The government announces a campaign to increase the registration rate, currently 88 percent.

Although there is no military draft, young men are required by law to register for the draft at age 18, but there has been a steady decline in compliance in recent years, the government said Wednesday.

Just 88 percent of young men have registered, with compliance ranging from 95 percent in New Hampshire to 84 percent in Florida to 73 percent in Hawaii.

Lewis C. Brodsky, the draft system's director of public and congressional affairs, said it was unknown why compliance rates varied so widely.

He suggested that low population density might contribute to compliance, with New Hampshire and Maine at the top of the registration chart, but that would not account for the low showing of other states with low population densities like Kentucky and Mississippi.

Another possibility is that large numbers of immigrants may contribute to low registration. That holds true for California and Texas, which have many immigrants and low compliance, but Florida and New York, also with high immigrant populations, have higher levels of compliance.

At a news conference called to announce the start of a campaign to increase the registration rate, Gil Coronado, the Selective Service director, stressed that his agency did not provide names to the Immigration and Naturalization Service.

The government regards registration as an insurance policy of sorts.
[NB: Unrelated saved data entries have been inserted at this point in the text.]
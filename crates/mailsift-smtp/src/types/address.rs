//! Envelope address type.

use crate::error::{Error, Result};

/// Address used in `MAIL FROM` and `RCPT TO`.
///
/// Relayed envelopes carry whatever the upstream MTA accepted, so validation
/// only rejects values that would break the command line itself. The empty
/// reverse path (`<>`) used by bounces is allowed for senders via
/// [`Address::null`].
#[derive(Debug, Clone, PartialEq, Eq, Hash)]
pub struct Address(String);

impl Address {
    /// Creates a new address from a string, stripping surrounding angle brackets.
    ///
    /// # Errors
    ///
    /// Returns an error if the address is empty or contains whitespace,
    /// control characters, or angle brackets.
    pub fn new(addr: impl Into<String>) -> Result<Self> {
        let addr = addr.into();
        let trimmed = addr
            .trim()
            .strip_prefix('<')
            .and_then(|a| a.strip_suffix('>'))
            .unwrap_or_else(|| addr.trim())
            .to_string();
        if trimmed.is_empty() {
            return Err(Error::InvalidAddress("Address cannot be empty".into()));
        }
        Self::validate(&trimmed)?;
        Ok(Self(trimmed))
    }

    /// Creates a sender address, mapping an empty value to the null reverse path.
    ///
    /// # Errors
    ///
    /// Returns an error if a non-empty value is invalid.
    pub fn sender(addr: &str) -> Result<Self> {
        let trimmed = addr.trim();
        if trimmed.is_empty() || trimmed == "<>" {
            return Ok(Self::null());
        }
        Self::new(trimmed)
    }

    /// The null reverse path.
    #[must_use]
    pub const fn null() -> Self {
        Self(String::new())
    }

    /// Returns true for the null reverse path.
    #[must_use]
    pub const fn is_null(&self) -> bool {
        self.0.is_empty()
    }

    /// Returns the address as a string slice.
    #[must_use]
    pub fn as_str(&self) -> &str {
        &self.0
    }

    fn validate(addr: &str) -> Result<()> {
        if let Some(bad) = addr
            .chars()
            .find(|c| c.is_whitespace() || c.is_control() || *c == '<' || *c == '>')
        {
            return Err(Error::InvalidAddress(format!(
                "{addr:?} contains forbidden character {bad:?}"
            )));
        }
        Ok(())
    }
}

impl std::fmt::Display for Address {
    fn fmt(&self, f: &mut std::fmt::Formatter<'_>) -> std::fmt::Result {
        write!(f, "{}", self.0)
    }
}
//! SMTP connection management with type-state pattern.

mod client;
mod stream;

pub use client::{
    Client, Connected, Data, MailTransaction, RecipientAdded, RecipientOutcome, SmtpConnection,
    encode_data,
};
pub use stream::{SmtpStream, connect, connect_unix};

use crate::types::Extension;
use std::collections::HashSet;

/// Server capabilities from the EHLO response.
#[derive(Debug, Clone, Default)]
pub struct ServerInfo {
    /// Server hostname from greeting.
    pub hostname: String,
    /// Supported extensions.
    pub extensions: HashSet<Extension>,
}

impl ServerInfo {
    /// Checks if the server supports an extension.
    #[must_use]
    pub fn supports(&self, ext: &Extension) -> bool {
        self.extensions.contains(ext)
    }

    /// Checks if STARTTLS is supported.
    #[must_use]
    pub fn supports_starttls(&self) -> bool {
        self.supports(&Extension::StartTls)
    }

    /// Checks if the SIZE extension was advertised, with or without a limit.
    #[must_use]
    pub fn supports_size(&self) -> bool {
        self.extensions
            .iter()
            .any(|ext| matches!(ext, Extension::Size(_)))
    }

    /// Returns the maximum message size, if advertised.
    #[must_use]
    pub fn max_message_size(&self) -> Option<usize> {
        self.extensions.iter().find_map(|ext| match ext {
            Extension::Size(Some(size)) if *size > 0 => Some(*size),
            _ => None,
        })
    }
}
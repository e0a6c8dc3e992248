//! `Mailsift` - SMTP content filter
//!
//! Sits between two MTA stages, tags spam with a naive Bayes classifier and
//! relays every message to the next hop.

#![warn(clippy::all)]
#![warn(clippy::pedantic)]
#![forbid(unsafe_code)]

mod commands;
mod framed;
mod listener;
mod reload;
mod session;

use std::io;
use std::path::{Path, PathBuf};

use anyhow::{Context, Result};
use clap::{Parser, Subcommand};
use mailsift_core::Config;
use tracing::info;
use tracing_subscriber::{EnvFilter, layer::SubscriberExt, util::SubscriberInitExt};

/// Configuration file read when `--config` is not given.
const DEFAULT_CONFIG_PATH: &str = "/etc/mailsift/mailsift.toml";

/// Crates whose log level follows the configuration.
const LOG_TARGETS: [&str; 4] = ["mailsift", "mailsift_core", "mailsift_smtp", "mailsift_mime"];

/// SMTP content filter that tags spam and relays mail to the next hop
#[derive(Parser, Debug)]
#[command(name = "mailsift")]
#[command(version, about, long_about = None)]
struct Cli {
    /// Path to the configuration file
    #[arg(short, long, default_value = DEFAULT_CONFIG_PATH)]
    config: PathBuf,

    /// Inbound address (`host:port` or unix socket path)
    #[arg(long)]
    listen: Option<String>,

    /// Next-hop address (`host[:port]` or unix socket path)
    #[arg(long)]
    next_hop: Option<String>,

    #[command(subcommand)]
    command: Option<Commands>,
}

#[derive(Subcommand, Debug)]
enum Commands {
    /// Run the content filter (default)
    Serve,
    /// Train the classifier from stored messages and save it
    Learn {
        /// Messages to learn as spam
        #[arg(long, num_args = 1..)]
        spam: Vec<PathBuf>,

        /// Messages to learn as ham
        #[arg(long, num_args = 1..)]
        ham: Vec<PathBuf>,
    },
    /// Print the predicted label of a stored message
    Classify {
        /// Message file
        file: PathBuf,
    },
}

#[tokio::main]
async fn main() -> Result<()> {
    let cli = Cli::parse();

    let (mut config, defaulted) = load_config(&cli.config)?;
    if let Some(listen) = cli.listen {
        config.server.listen = listen;
    }
    if let Some(next_hop) = cli.next_hop {
        config.server.next_hop = next_hop;
    }
    config.validate().context("invalid configuration")?;

    init_logging(&config.log.level);
    if defaulted {
        info!(path = %cli.config.display(), "no configuration file, using defaults");
    }

    match cli.command.unwrap_or(Commands::Serve) {
        Commands::Serve => commands::serve(config).await,
        Commands::Learn { spam, ham } => commands::learn(config, spam, ham).await,
        Commands::Classify { file } => commands::classify(config, &file).await,
    }
}

/// Loads the configuration. A missing file at the default path yields the
/// defaults; the flag tells whether that happened.
fn load_config(path: &Path) -> Result<(Config, bool)> {
    match Config::load(path) {
        Ok(config) => Ok((config, false)),
        Err(mailsift_core::Error::Io(err))
            if err.kind() == io::ErrorKind::NotFound && path == Path::new(DEFAULT_CONFIG_PATH) =>
        {
            Ok((Config::default(), true))
        }
        Err(err) => Err(err).with_context(|| format!("failed to load {}", path.display())),
    }
}

fn init_logging(level: &str) {
    let filter = EnvFilter::try_from_default_env().unwrap_or_else(|_| {
        LOG_TARGETS
            .iter()
            .map(|target| format!("{target}={level}"))
            .collect::<Vec<_>>()
            .join(",")
            .into()
    });

    tracing_subscriber::registry()
        .with(filter)
        .with(tracing_subscriber::fmt::layer().with_writer(io::stderr))
        .init();
}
If war came, men could be drafted faster if they are registered.

The last draftee was inducted in 1973 and the highest level of registration since then was 97.7 percent in 1991.

Coronado said criminal penalties for not registering were rarely imposed, the last case being prosecuted in 1985. Men who did not register would be ineligible for many federal benefits, including student loans, job training and government jobs, and immigrants could not become citizens.

Coronado said that failure to register probably was caused by a growing lack of awareness of the requirement and that it meant there was a risk of "inadvertently creating a permanent underclass of men."